Given data |
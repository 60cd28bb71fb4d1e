//! Document store seam.
//!
//! `DocumentStore` is the set of primitives the tracker consumes from its
//! backend: point reads and writes, single-filter queries, live snapshot
//! subscriptions and all-or-nothing batches. `MemoryStore` is the in-process
//! backend used by the server binary and the tests; it enforces owner-only
//! access rules and optionally mirrors every commit to a JSON file.

use crate::storage::{persist_data, StoreData};
use serde::de::DeserializeOwned;
use serde_json::Value;
use std::collections::HashSet;
use std::future::Future;
use std::path::PathBuf;
use std::sync::{Arc, Mutex, MutexGuard, PoisonError, Weak};
use thiserror::Error;
use tokio::sync::watch;
use tracing::{debug, error};

pub type Fields = serde_json::Map<String, Value>;

#[derive(Debug, Clone, PartialEq, Eq, Error)]
pub enum StoreError {
    #[error("permission denied on {path}")]
    PermissionDenied { path: String },
    #[error("document {path} not found")]
    NotFound { path: String },
    #[error("precondition on field '{field}' failed for {path}")]
    PreconditionFailed { path: String, field: String },
    #[error("malformed document {path}: {reason}")]
    Malformed { path: String, reason: String },
}

#[derive(Debug, Clone, PartialEq, Eq, Hash)]
pub enum CollectionRef {
    /// A principal's private task list.
    Tasks { owner: String },
    /// The public per-principal stats collection, keyed by principal id.
    Stats,
}

impl CollectionRef {
    pub fn tasks(owner: impl Into<String>) -> Self {
        CollectionRef::Tasks {
            owner: owner.into(),
        }
    }

    pub fn path(&self) -> String {
        match self {
            CollectionRef::Tasks { owner } => format!("users/{owner}/tasks"),
            CollectionRef::Stats => "stats".to_string(),
        }
    }

    pub fn doc(&self, id: impl Into<String>) -> DocRef {
        DocRef {
            collection: self.clone(),
            id: id.into(),
        }
    }
}

#[derive(Debug, Clone, PartialEq, Eq, Hash)]
pub struct DocRef {
    pub collection: CollectionRef,
    pub id: String,
}

impl DocRef {
    pub fn stats(uid: impl Into<String>) -> Self {
        CollectionRef::Stats.doc(uid)
    }

    pub fn path(&self) -> String {
        format!("{}/{}", self.collection.path(), self.id)
    }
}

#[derive(Debug, Clone, PartialEq)]
pub struct Document {
    pub id: String,
    pub data: Fields,
}

impl Document {
    pub fn decode<T: DeserializeOwned>(&self) -> Result<T, StoreError> {
        serde_json::from_value(Value::Object(self.data.clone())).map_err(|err| {
            StoreError::Malformed {
                path: self.id.clone(),
                reason: err.to_string(),
            }
        })
    }
}

/// A collection query with at most one equality filter.
#[derive(Debug, Clone, PartialEq)]
pub struct Query {
    pub collection: CollectionRef,
    pub filter: Option<(String, Value)>,
}

impl Query {
    pub fn all(collection: CollectionRef) -> Self {
        Self {
            collection,
            filter: None,
        }
    }

    pub fn where_eq(mut self, field: impl Into<String>, value: impl Into<Value>) -> Self {
        self.filter = Some((field.into(), value.into()));
        self
    }

    fn matches(&self, fields: &Fields) -> bool {
        match &self.filter {
            Some((field, expected)) => fields.get(field) == Some(expected),
            None => true,
        }
    }
}

#[derive(Debug, Clone, PartialEq)]
pub enum FieldOp {
    Set(Value),
    Increment(f64),
    Append(Value),
}

#[derive(Debug, Clone, PartialEq)]
pub enum WriteOp {
    Set {
        doc: DocRef,
        data: Fields,
    },
    Update {
        doc: DocRef,
        ops: Vec<(String, FieldOp)>,
        expect: Option<(String, Value)>,
    },
    Delete {
        doc: DocRef,
    },
}

impl WriteOp {
    fn doc(&self) -> &DocRef {
        match self {
            WriteOp::Set { doc, .. } | WriteOp::Update { doc, .. } | WriteOp::Delete { doc } => doc,
        }
    }
}

/// Writes applied all-or-nothing by [`DocumentStore::commit`].
#[derive(Debug, Clone, Default, PartialEq)]
pub struct WriteBatch {
    ops: Vec<WriteOp>,
}

impl WriteBatch {
    pub fn new() -> Self {
        Self::default()
    }

    pub fn set(mut self, doc: DocRef, data: Fields) -> Self {
        self.ops.push(WriteOp::Set { doc, data });
        self
    }

    pub fn update(mut self, doc: DocRef, ops: Vec<(String, FieldOp)>) -> Self {
        self.ops.push(WriteOp::Update {
            doc,
            ops,
            expect: None,
        });
        self
    }

    /// Update that only applies while `field` still equals `expected`.
    pub fn update_if(
        mut self,
        doc: DocRef,
        field: impl Into<String>,
        expected: impl Into<Value>,
        ops: Vec<(String, FieldOp)>,
    ) -> Self {
        self.ops.push(WriteOp::Update {
            doc,
            ops,
            expect: Some((field.into(), expected.into())),
        });
        self
    }

    pub fn delete(mut self, doc: DocRef) -> Self {
        self.ops.push(WriteOp::Delete { doc });
        self
    }

    pub fn len(&self) -> usize {
        self.ops.len()
    }

    pub fn is_empty(&self) -> bool {
        self.ops.is_empty()
    }
}

pub type SnapshotEvent = Result<Vec<Document>, StoreError>;

/// A live query. Every delivery is the complete current result set.
///
/// Dropping the subscription (or calling [`Subscription::cancel`]) detaches
/// the listener from the store.
pub struct Subscription {
    rx: watch::Receiver<SnapshotEvent>,
    unread: bool,
    _guard: ListenerGuard,
}

impl Subscription {
    /// Returns the newest snapshot if one arrived since the last call.
    pub fn latest(&mut self) -> Option<SnapshotEvent> {
        let changed = self.rx.has_changed().unwrap_or(false);
        let unread = std::mem::take(&mut self.unread);
        if !changed && !unread {
            return None;
        }
        Some(self.rx.borrow_and_update().clone())
    }

    pub fn cancel(self) {}
}

struct ListenerGuard {
    id: u64,
    inner: Weak<Mutex<StoreInner>>,
}

impl Drop for ListenerGuard {
    fn drop(&mut self) {
        if let Some(inner) = self.inner.upgrade() {
            let mut inner = inner.lock().unwrap_or_else(PoisonError::into_inner);
            inner.listeners.retain(|listener| listener.id != self.id);
            debug!(listener = self.id, "subscription closed");
        }
    }
}

pub trait DocumentStore: Send + Sync + 'static {
    fn get(
        &self,
        caller: &str,
        doc: &DocRef,
    ) -> impl Future<Output = Result<Option<Document>, StoreError>> + Send;

    fn set(
        &self,
        caller: &str,
        doc: &DocRef,
        data: Fields,
    ) -> impl Future<Output = Result<(), StoreError>> + Send;

    fn update(
        &self,
        caller: &str,
        doc: &DocRef,
        ops: Vec<(String, FieldOp)>,
    ) -> impl Future<Output = Result<(), StoreError>> + Send;

    fn delete(
        &self,
        caller: &str,
        doc: &DocRef,
    ) -> impl Future<Output = Result<(), StoreError>> + Send;

    fn query(
        &self,
        caller: &str,
        query: &Query,
    ) -> impl Future<Output = Result<Vec<Document>, StoreError>> + Send;

    /// Opens a live query. Access failures are delivered through the stream.
    fn subscribe(&self, caller: &str, query: Query) -> Subscription;

    fn commit(
        &self,
        caller: &str,
        batch: WriteBatch,
    ) -> impl Future<Output = Result<(), StoreError>> + Send;
}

What is being asked | Transcribe, please, every line from the first line of the listing above through the line with "pub type Fields". Keep both ends and nothing else.

Answer space |
repository 60cd28bb71fb4d1e
//! Document store seam.
//!
//! `DocumentStore` is the set of primitives the tracker consumes from its
//! backend: point reads and writes, single-filter queries, live snapshot
//! subscriptions and all-or-nothing batches. `MemoryStore` is the in-process
//! backend used by the server binary and the tests; it enforces owner-only
//! access rules and optionally mirrors every commit to a JSON file.

use crate::storage::{persist_data, StoreData};
use serde::de::DeserializeOwned;
use serde_json::Value;
use std::collections::HashSet;
use std::future::Future;
use std::path::PathBuf;
use std::sync::{Arc, Mutex, MutexGuard, PoisonError, Weak};
use thiserror::Error;
use tokio::sync::watch;
use tracing::{debug, error};

pub type Fields = serde_json::Map<String, Value>;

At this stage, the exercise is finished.